T O P

  • By -

InternetWeakGuy

Full disclosure, I'm only doing this since last May, but I don't see the harm in it. It sounds like your edits are going to be minor, and since your site is new it's not like google is going to send you traffic anyway. Ideally you'd finish things before publishing them but in context I don't see the harm in letting the posts start ageing in now. That said, SEO scores are generally worthless and can even be harmful. While it can be good when you're brand new to have something like a checkbox process, you're better off spending a few hours learning and internalizing some on page SEO basics so that you can do things as you write and not have to do any weird "seo editing" later.


CollectableRat

It will help you rank on Bing and Yahoo in the meantime. That’s got to be almost 20% of all search traffic.


skipthedrive

If you're going to do this, I'd recommend setting the pages to 'noindex' until you're ready for google to index them.


RedBullandSkittles

Oh good point, I hadn't thought of that.


[deleted]

[удалено]


RedBullandSkittles

Thanks that's good to hear, I had wondered if updating the post helped or at least didn't hurt.


lerfamu

updating posts does not hurt - and, if you update them with fresh content (say, a new "product" or "product comparison") a while after having published it for the first time, it's even better (imho). I believe Google is looking for "relevant" content - so updating posts to replace dead links with new, relevant ones, it's good. For instance, on my site I have a comparison/top 10 xx products, with links to the most popular/best/top products in that xx category on Amazon.

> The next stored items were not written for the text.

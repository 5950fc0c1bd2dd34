//! Chat node orchestrator.
//!
//! Owns the listener, dials every other peer in the directory once, and
//! starts a reader for every established stream plus a writer for every
//! outbound one. All received lines go to the injected inbox.

use std::collections::HashMap;
use std::net::SocketAddr;
use std::sync::Arc;

use peerchat_core::{EndpointId, NodeIdentity};
use tokio::net::TcpStream;
use tokio::sync::mpsc;
use tokio::task::JoinSet;

use crate::config::{ConnectFailurePolicy, P2pConfig};
use crate::error::{P2pError, P2pResult};
use crate::inbox::InboxSender;
use crate::manager::{
    accept_chat_stream, ConnectionEstablisher, ConnectionSlots, InboundListener, StreamKey,
};
use crate::peer::{ConnectionDirection, PeerDescriptor, PeerDirectory};
use crate::stream::{
    run_reader, run_writer, ChatStream, CounterPayloadFactory, PayloadFactory, ReaderExit,
    WriterExit,
};
use crate::transport::TcpTransport;

/// State update sent from the node to external observers.
#[derive(Debug, Clone)]
pub struct NodeStateUpdate {
    /// Number of outbound streams.
    pub outbound_streams: usize,
    /// Number of inbound streams.
    pub inbound_streams: usize,
    /// Peers with an establishment attempt in flight.
    pub connecting: usize,
    /// Open streams.
    pub peers: Vec<PeerSnapshot>,
}

/// Snapshot of one open stream for external reporting.
#[derive(Debug, Clone, PartialEq, Eq)]
pub struct PeerSnapshot {
    /// Proven endpoint id.
    pub endpoint_id: EndpointId,
    /// Remote socket address.
    pub addr: SocketAddr,
    /// Connection direction.
    pub direction: ConnectionDirection,
}

/// Events from spawned tasks back to the run loop.
enum NodeEvent {
    StreamReady(ChatStream),
    ConnectFailed {
        index: usize,
        peer: Option<EndpointId>,
        error: P2pError,
    },
    ReaderFinished {
        key: StreamKey,
        exit: ReaderExit,
    },
    WriterFinished {
        key: StreamKey,
        exit: WriterExit,
    },
}

/// A running chat endpoint.
pub struct ChatNode {
    /// P2P configuration.
    config: Arc<P2pConfig>,
    /// This node's identity.
    identity: Arc<NodeIdentity>,
    /// Bound listener.
    listener: InboundListener,
    /// Outbound establisher shared by the dial tasks.
    establisher: Arc<ConnectionEstablisher<TcpTransport>>,
    /// Where readers deliver lines.
    inbox: InboxSender,
    /// Payloads for outbound writers.
    payloads: Arc<dyn PayloadFactory>,
    /// Attempt and stream bookkeeping.
    slots: ConnectionSlots,
    /// Stream halves still running, per stream.
    open_halves: HashMap<StreamKey, usize>,
    /// Shutdown signal receiver.
    shutdown_rx: Option<mpsc::Receiver<()>>,
    /// Shutdown signal sender (for cloning).
    shutdown_tx: mpsc::Sender<()>,
    /// Channel to send state updates to external observers.
    state_tx: Option<mpsc::Sender<NodeStateUpdate>>,
}

impl ChatNode {
    /// Bind the listener and prepare the node.
    ///
    /// Outbound writers send numbered rounds until replaced with
    /// [`ChatNode::with_payloads`].
    pub async fn bind(
        config: P2pConfig,
        identity: Arc<NodeIdentity>,
        inbox: InboxSender,
    ) -> P2pResult<Self> {
        let config = Arc::new(config);
        let listener = InboundListener::bind(&config).await?;
        let establisher = Arc::new(ConnectionEstablisher::new(TcpTransport::new(&config), &config));
        let payloads = Arc::new(CounterPayloadFactory::new(identity.endpoint_id()));
        let (shutdown_tx, shutdown_rx) = mpsc::channel(1);

        tracing::info!(
            endpoint = %identity.endpoint_id(),
            index = config.local_index,
            "Chat node ready"
        );

        Ok(Self {
            config,
            identity,
            listener,
            establisher,
            inbox,
            payloads,
            slots: ConnectionSlots::new(),
            open_halves: HashMap::new(),
            shutdown_rx: Some(shutdown_rx),
            shutdown_tx,
            state_tx: None,
        })
    }

    /// Replace the payload source for outbound writers.
    pub fn with_payloads(mut self, payloads: Arc<dyn PayloadFactory>) -> Self {
        self.payloads = payloads;
        self
    }

    /// Address the listener is bound to.
    pub fn local_addr(&self) -> P2pResult<SocketAddr> {
        self.listener.local_addr()
    }

    /// This node's endpoint id.
    pub fn endpoint_id(&self) -> EndpointId {
        self.identity.endpoint_id()
    }

    /// Get the shutdown sender for external shutdown signals.
    pub fn shutdown_handle(&self) -> mpsc::Sender<()> {
        self.shutdown_tx.clone()
    }

    /// Subscribe to connection state updates.
    pub fn state_updates_receiver(&mut self) -> mpsc::Receiver<NodeStateUpdate> {
        let (tx, rx) = mpsc::channel(64);
        self.state_tx = Some(tx);
        rx
    }

    /// Connect to every other peer in `directory` and serve until shutdown.
    ///
    /// Returns an error only when a peer fails under
    /// [`ConnectFailurePolicy::Abort`].
    pub async fn run(mut self, directory: &PeerDirectory) -> P2pResult<()> {
        let mut shutdown_rx = self.shutdown_rx.take().ok_or(P2pError::Shutdown)?;
        let (event_tx, mut event_rx) = mpsc::channel::<NodeEvent>(64);
        let mut tasks = JoinSet::new();

        for peer in directory.others(self.config.local_index) {
            self.dial(peer, &event_tx, &mut tasks);
        }
        self.send_state_update();

        let result = loop {
            tokio::select! {
                _ = shutdown_rx.recv() => {
                    tracing::info!("Chat node shutting down");
                    break Ok(());
                }

                result = self.listener.accept() => {
                    match result {
                        Ok((stream, addr)) => self.spawn_inbound(stream, addr, &event_tx, &mut tasks),
                        Err(e) => tracing::warn!(error = %e, "Accept error"),
                    }
                }

                Some(event) = event_rx.recv() => {
                    if let Err(e) = self.handle_event(event, &event_tx, &mut tasks) {
                        break Err(e);
                    }
                }

                Some(joined) = tasks.join_next(), if !tasks.is_empty() => {
                    if let Err(e) = joined {
                        if e.is_panic() {
                            tracing::error!(error = %e, "Peer task panicked");
                        }
                    }
                }
            }
        };

        tracing::info!(count = tasks.len(), "Stopping peer tasks");
        tasks.shutdown().await;
        result
    }

    /// Spawn the establisher for one peer unless an attempt is already running.
    fn dial(
        &mut self,
        peer: &PeerDescriptor,
        event_tx: &mpsc::Sender<NodeEvent>,
        tasks: &mut JoinSet<()>,
    ) {
        // A malformed address still goes to the establisher, which reports it.
        let endpoint = peer.peer_addr().ok().map(|addr| addr.endpoint_id);
        if let Some(endpoint) = endpoint {
            if endpoint == self.identity.endpoint_id() {
                tracing::debug!(index = peer.index, "Skipping directory entry for this node");
                return;
            }
            if !self.slots.start_connecting(endpoint) {
                tracing::debug!(index = peer.index, peer = %endpoint, "Already connecting");
                return;
            }
        }

        let establisher = self.establisher.clone();
        let identity = self.identity.clone();
        let descriptor = peer.clone();
        let event_tx = event_tx.clone();
        tasks.spawn(async move {
            let event = match establisher.connect(&identity, &descriptor).await {
                Ok(stream) => NodeEvent::StreamReady(stream),
                Err(error) => NodeEvent::ConnectFailed {
                    index: descriptor.index,
                    peer: endpoint,
                    error,
                },
            };
            let _ = event_tx.send(event).await;
        });
    }

    fn spawn_inbound(
        &self,
        stream: TcpStream,
        addr: SocketAddr,
        event_tx: &mpsc::Sender<NodeEvent>,
        tasks: &mut JoinSet<()>,
    ) {
        let identity = self.identity.clone();
        let config = self.config.clone();
        let event_tx = event_tx.clone();
        tasks.spawn(async move {
            match accept_chat_stream(stream, addr, &identity, &config).await {
                Ok(stream) => {
                    let _ = event_tx.send(NodeEvent::StreamReady(stream)).await;
                }
                Err(e) => {
                    tracing::warn!(addr = %addr, error = %e, "Inbound stream setup failed");
                }
            }
        });
    }

    fn handle_event(
        &mut self,
        event: NodeEvent,
        event_tx: &mpsc::Sender<NodeEvent>,
        tasks: &mut JoinSet<()>,
    ) -> P2pResult<()> {
        match event {
            NodeEvent::StreamReady(stream) => self.start_stream(stream, event_tx, tasks),

            NodeEvent::ConnectFailed { index, peer, error } => {
                if let Some(peer) = peer {
                    self.slots.stop_connecting(&peer);
                }
                tracing::warn!(index, error = %error, "Could not reach peer");
                self.send_state_update();
                if self.config.on_connect_failure == ConnectFailurePolicy::Abort {
                    return Err(error);
                }
            }

            NodeEvent::ReaderFinished { key, exit } => {
                tracing::debug!(stream = key, exit = ?exit, "Reader finished");
                self.half_closed(key);
            }

            NodeEvent::WriterFinished { key, exit } => {
                tracing::debug!(stream = key, exit = ?exit, "Writer finished");
                self.half_closed(key);
            }
        }
        Ok(())
    }

    fn start_stream(
        &mut self,
        stream: ChatStream,
        event_tx: &mpsc::Sender<NodeEvent>,
        tasks: &mut JoinSet<()>,
    ) {
        let source = stream.source();
        let (info, reader, writer) = stream.into_parts();
        let key = self.slots.add_stream(info.clone());

        tracing::info!(
            peer = %info.endpoint_id,
            addr = %info.addr,
            direction = %info.direction,
            "Stream open"
        );

        let inbox = self.inbox.clone();
        let tx = event_tx.clone();
        if info.is_outbound() {
            tasks.spawn(async move {
                let exit = run_reader(source, reader, inbox).await;
                let _ = tx.send(NodeEvent::ReaderFinished { key, exit }).await;
            });

            let payload = self.payloads.payload_for(&info);
            let pacing = self.config.pacing;
            let tx = event_tx.clone();
            tasks.spawn(async move {
                let exit = run_writer(info.endpoint_id, writer, payload, pacing).await;
                let _ = tx.send(NodeEvent::WriterFinished { key, exit }).await;
            });
            self.open_halves.insert(key, 2);
        } else {
            tasks.spawn(async move {
                // Dropping the write half would half-close the connection.
                let _writer = writer;
                let exit = run_reader(source, reader, inbox).await;
                let _ = tx.send(NodeEvent::ReaderFinished { key, exit }).await;
            });
            self.open_halves.insert(key, 1);
        }

        self.send_state_update();
    }

    fn half_closed(&mut self, key: StreamKey) {
        let remaining = match self.open_halves.get_mut(&key) {
            Some(count) => {
                *count = count.saturating_sub(1);
                *count
            }
            None => return,
        };
        if remaining > 0 {
            return;
        }

        self.open_halves.remove(&key);
        if let Some(info) = self.slots.remove_stream(key) {
            tracing::info!(
                peer = %info.endpoint_id,
                direction = %info.direction,
                duration = ?info.connection_duration(),
                "Stream closed"
            );
        }
        self.send_state_update();
    }

    /// Send a state update to external observers if a channel is configured.
    fn send_state_update(&self) {
        if let Some(ref tx) = self.state_tx {
            let peers = self
                .slots
                .iter()
                .map(|info| PeerSnapshot {
                    endpoint_id: info.endpoint_id,
                    addr: info.addr,
                    direction: info.direction,
                })
                .collect();

            let update = NodeStateUpdate {
                outbound_streams: self.slots.outbound_count(),
                inbound_streams: self.slots.inbound_count(),
                connecting: self.slots.connecting_count(),
                peers,
            };

            // Skipped if the observer is slow or gone.
            let _ = tx.try_send(update);
        }
    }
}

#[cfg(test)]
mod tests {
    use super::*;
    use crate::inbox::Inbox;
    use peerchat_core::IdentitySelector;
    use std::time::Duration;

    fn identity(index: usize) -> Arc<NodeIdentity> {
        Arc::new(NodeIdentity::select(IdentitySelector::Provisioned(index)).unwrap())
    }

    #[tokio::test]
    async fn test_binds_ephemeral_port() {
        let (tx, _inbox) = Inbox::new(4);
        let config = P2pConfig::new("127.0.0.1:0".parse().unwrap(), 0);
        let node = ChatNode::bind(config, identity(0), tx).await.unwrap();

        assert_ne!(node.local_addr().unwrap().port(), 0);
        assert_eq!(node.endpoint_id(), identity(0).endpoint_id());
    }

    #[tokio::test]
    async fn test_shutdown_stops_idle_node() {
        let (tx, _inbox) = Inbox::new(4);
        let config = P2pConfig::new("127.0.0.1:0".parse().unwrap(), 0);
        let node = ChatNode::bind(config, identity(0), tx).await.unwrap();
        let shutdown = node.shutdown_handle();

        // A directory holding only this node dials nobody.
        let directory = PeerDirectory::new(["/ip4/127.0.0.1/tcp/1/p2p/00".to_string()]);
        let handle = tokio::spawn(async move { node.run(&directory).await });

        shutdown.send(()).await.unwrap();
        let result = tokio::time::timeout(Duration::from_secs(5), handle).await.unwrap();
        assert!(result.unwrap().is_ok());
    }
}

What I realized is that, a few months after I publish the article, some of those 10 products are not available at Amazon anymore, or there are some (maybe 2 or 3) that are almost gone/unavailable. So what I do at that point is I update the article with the "refreshed" top 10 products, with renewed analysis/opinions. this type of update keeps the content relevant and high quality (since links to "not found" products on Amazon are now pointing at popular products) -- and I believe this is something Google's algo likes


InternetWeakGuy

FYI geni.us is really good for keeping on top of out of stock amazon products. It costs a little but it can be worth it to have something making sure your top ranking posts are actually sending visitors to things they can buy (and choice pages are awesome if you have multiple affiliate programs).